Le cabinet Dreyfus et Associés, fort de son expertise internationale en matière de propriété intellectuelle, accompagne ses clients dans la protection de leurs créations dans le secteur du jeu vidéo, en collaborant avec un réseau mondial d’avocats spécialisés.
Nathalie Dreyfus avec l’aide de toute l’équipe du cabinet Dreyfus
FAQ
1. Que risque un titulaire de marque si l’usage de sa marque est jugé insuffisant pour certaines catégories de produits lors d’une action en déchéance ?
Il risque la perte partielle (ou totale) de ses droits sur la marque pour les produits ou services non exploités. Cela signifie que des tiers pourront librement enregistrer ou utiliser des marques similaires pour ces produits, réduisant la portée de la protection initiale.
2. Qu’entend-on par « sous-catégorie autonome » de produits et pourquoi cette notion est-elle importante pour maintenir une marque ?
Une sous-catégorie autonome est un groupe de produits distincts au sein d’une catégorie plus large, identifiés par leur finalité et leur destination (par exemple pour la classe 3 désignant des produits de nettoyage et les préparations de toilette non médicamenteuses, cosmétiques, avec comme sous catégories les cosmétiques, la parfumerie, le maquillage). Si une catégorie est divisible en sous-catégories autonomes, l’usage de la marque pour une sous-catégorie ne prouve pas l’usage pour les autres.

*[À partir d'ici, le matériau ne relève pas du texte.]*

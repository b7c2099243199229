//! TCP accept loop.
//!
//! Grounded on `bin/irc_server.rs`'s accept loop, adapted to construct a
//! [`client`] endpoint per connection against a shared hub sender instead of
//! handling the request inline. Multiple listeners may be spawned against
//! the same `HubSender`, all feeding the same hub task.

use log::{error, info};
use tokio::net::TcpListener;

use crate::client;
use crate::hub::HubSender;

/// Binds `addr` and accepts connections until the process exits. Transient
/// accept errors are logged and never stop the loop.
pub async fn run(addr: &str, hub: HubSender, max_line_length: usize) -> std::io::Result<()> {
    let listener = TcpListener::bind(addr).await?;
    info!("listening on {addr}");

    loop {
        match listener.accept().await {
            Ok((socket, peer)) => {
                let hub = hub.clone();
                tokio::spawn(async move { client::run(socket, peer, hub, max_line_length).await });
            }
            Err(err) => error!("accept error on {addr}: {err}"),
        }
    }
}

Le titulaire risque donc la déchéance pour les sous-catégories non exploitées.
3. Comment la Cour de cassation distingue-t-elle l’usage d’une marque pour une catégorie de produits de l’usage pour des sous-catégories précises ?
Elle applique le critère de la finalité et de la destination des produits. Si ces critères révèlent des usages et des marchés distincts, alors les produits forment des sous-catégories autonomes et l’usage d’une marque dans l’une ne vaut pas usage dans les autres.

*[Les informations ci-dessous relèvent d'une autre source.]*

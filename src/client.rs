//! Per-connection endpoint.
//!
//! Grounded on `handlers/client.rs`'s reader/writer task split (`mpsc`
//! outbound channel, `io::split`, buffered reads). Decode/parse failures are
//! not turned into replies here (the endpoint has no view of the client's
//! current nick/registration state) — they are forwarded to the hub as part
//! of the `MESSAGE` event and converted at the hub's single error-conversion
//! point instead.
//!
//! Generic over `AsyncRead + AsyncWrite` rather than `TcpStream` so it can
//! be driven in tests by an in-memory `tokio::io::duplex` pair.

use std::net::SocketAddr;

use log::{debug, info, warn};
use tokio::io::{self, AsyncRead, AsyncReadExt, AsyncWrite, AsyncWriteExt};
use tokio::sync::{mpsc, oneshot};

use crate::errors::IrcError;
use crate::hub::{ClientId, Event, HubSender};
use crate::message::{self, Message};

const READ_CHUNK: usize = 4096;
const OUTBOUND_CHANNEL_SIZE: usize = 32;
const MAX_LINE_LENGTH: usize = 512;

/// Drives one connection end to end: registers with the hub, spawns the
/// write path, and reads inbound lines until the peer disconnects, the hub
/// requests a close (e.g. after `QUIT`), or the write path fails first.
pub async fn run<S>(socket: S, addr: SocketAddr, hub: HubSender, max_line_length: usize)
where
    S: AsyncRead + AsyncWrite + Send + 'static,
{
    let (reader, writer) = io::split(socket);
    let (tx_outbound, rx_outbound) = mpsc::channel::<Message>(OUTBOUND_CHANNEL_SIZE);
    let (tx_close, rx_close) = oneshot::channel::<()>();
    let (tx_id, rx_id) = oneshot::channel::<ClientId>();

    let registered = hub
        .send(Event::NewClient {
            addr,
            outbound: tx_outbound,
            close_tx: tx_close,
            reply: tx_id,
        })
        .await
        .is_ok();
    if !registered {
        warn!("hub queue closed before {addr} could register");
        return;
    }

    let Ok(client_id) = rx_id.await else {
        warn!("hub dropped {addr} before assigning a client id");
        return;
    };
    info!("client connected: {addr} ({client_id:?})");

    let mut writer_task = tokio::spawn(write_loop(writer, rx_outbound));

    // Three ways this connection can end: the peer stops sending, the hub
    // tells us to close (QUIT), or the write side dies first (a broken pipe
    // on a half-open socket). Any one of them tears down the other side too,
    // so exactly one LOST_CLIENT is published below regardless of which end
    // failed.
    tokio::select! {
        _ = read_loop(reader, client_id, hub.clone(), max_line_length) => {}
        _ = rx_close => {
            debug!("{client_id:?} closed by the hub");
        }
        _ = &mut writer_task => {
            debug!("{client_id:?} write path closed first; tearing down the read side too");
        }
    }

    let _ = hub.send(Event::LostClient(client_id)).await;
    writer_task.abort();
}

/// Reads chunks off the socket, converts CR to LF, and emits each
/// LF-terminated, whitespace-trimmed segment as a `MESSAGE` event. Empty
/// segments are dropped silently. Segments longer than `max_line_length` are
/// truncated rather than rejected outright, cutting at the last trailing-
/// parameter boundary within the limit where one exists so the retained
/// prefix still parses cleanly instead of ending mid-trailing-parameter.
async fn read_loop<R>(mut reader: R, client_id: ClientId, hub: HubSender, max_line_length: usize)
where
    R: AsyncRead + Unpin,
{
    let mut buf = vec![0u8; READ_CHUNK];
    let mut pending: Vec<u8> = Vec::new();

    loop {
        let n = match reader.read(&mut buf).await {
            Ok(0) => {
                debug!("{client_id:?} reached EOF");
                return;
            }
            Ok(n) => n,
            Err(err) => {
                debug!("{client_id:?} read error: {err}");
                return;
            }
        };

        pending.extend(buf[..n].iter().map(|&b| if b == b'\r' { b'\n' } else { b }));

        while let Some(pos) = pending.iter().position(|&b| b == b'\n') {
            let segment: Vec<u8> = pending.drain(..=pos).collect();
            let trimmed = trim_ascii_whitespace(&segment[..segment.len() - 1]);
            if trimmed.is_empty() {
                continue;
            }
            let trimmed = truncate_to_limit(trimmed, max_line_length);

            let parsed = decode_and_parse(trimmed);
            if hub.send(Event::Message(client_id, parsed)).await.is_err() {
                return;
            }
        }
    }
}

fn decode_and_parse(line: &[u8]) -> Result<Message, IrcError> {
    let text = std::str::from_utf8(line).map_err(|_| IrcError::IncorrectEncoding)?;
    message::parse(text).map_err(|_| IrcError::Malformed)
}

fn trim_ascii_whitespace(bytes: &[u8]) -> &[u8] {
    let start = bytes.iter().position(|b| !b.is_ascii_whitespace()).unwrap_or(bytes.len());
    let end = bytes.iter().rposition(|b| !b.is_ascii_whitespace()).map_or(0, |i| i + 1);
    if start >= end { &[] } else { &bytes[start..end] }
}

/// Cuts an over-long line down to `max_len` bytes. Prefers cutting right
/// before the last `" :"` trailing-parameter marker within the limit, so a
/// long message text is dropped cleanly instead of handed to the parser
/// half-formed; falls back to a hard cut backed off to a UTF-8 character
/// boundary when no such marker exists within the limit.
fn truncate_to_limit(line: &[u8], max_len: usize) -> &[u8] {
    if line.len() <= max_len {
        return line;
    }
    let limit = &line[..max_len];
    if let Some(pos) = limit.windows(2).rposition(|w| w == b" :") {
        return &line[..pos];
    }
    let mut end = max_len;
    while end > 0 && (line[end] & 0b1100_0000) == 0b1000_0000 {
        end -= 1;
    }
    &line[..end]
}

/// Serialises and writes whatever the hub schedules for this client. At
/// most one write is ever in flight; write errors are non-fatal here and
/// simply end the loop, which the caller treats as a disconnect that also
/// needs to tear down the read side.
async fn write_loop<W>(mut writer: W, mut rx_outbound: mpsc::Receiver<Message>)
where
    W: AsyncWrite + Unpin,
{
    while let Some(message) = rx_outbound.recv().await {
        let line = message::serialise_message(&message);
        if let Err(err) = writer.write_all(line.as_bytes()).await {
            debug!("write error, closing connection: {err}");
            return;
        }
    }
}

4. Comment prouver que j’utilise ma marque pour une catégorie de produits ?
Pour prouver l’usage sérieux de votre marque, vous devez rassembler des preuves concrètes d’exploitation pour les produits désignés. Cela inclut notamment les factures et bons de commande, les emballages et étiquettes mentionnant la marque, les visuels de produits, ainsi que les publications sur les réseaux sociaux ou les sites e-commerce. En l’absence de telles preuves, vous vous exposez à un risque réel de déchéance.
5. Est-ce risqué de désigner trop de classes ou de produits lors du dépôt de sa marque ?
Oui. Un dépôt trop large sans stratégie peut fragiliser la marque. Il vaut mieux cibler précisément les produits déjà exploités ou que l’on prévoit d’exploiter.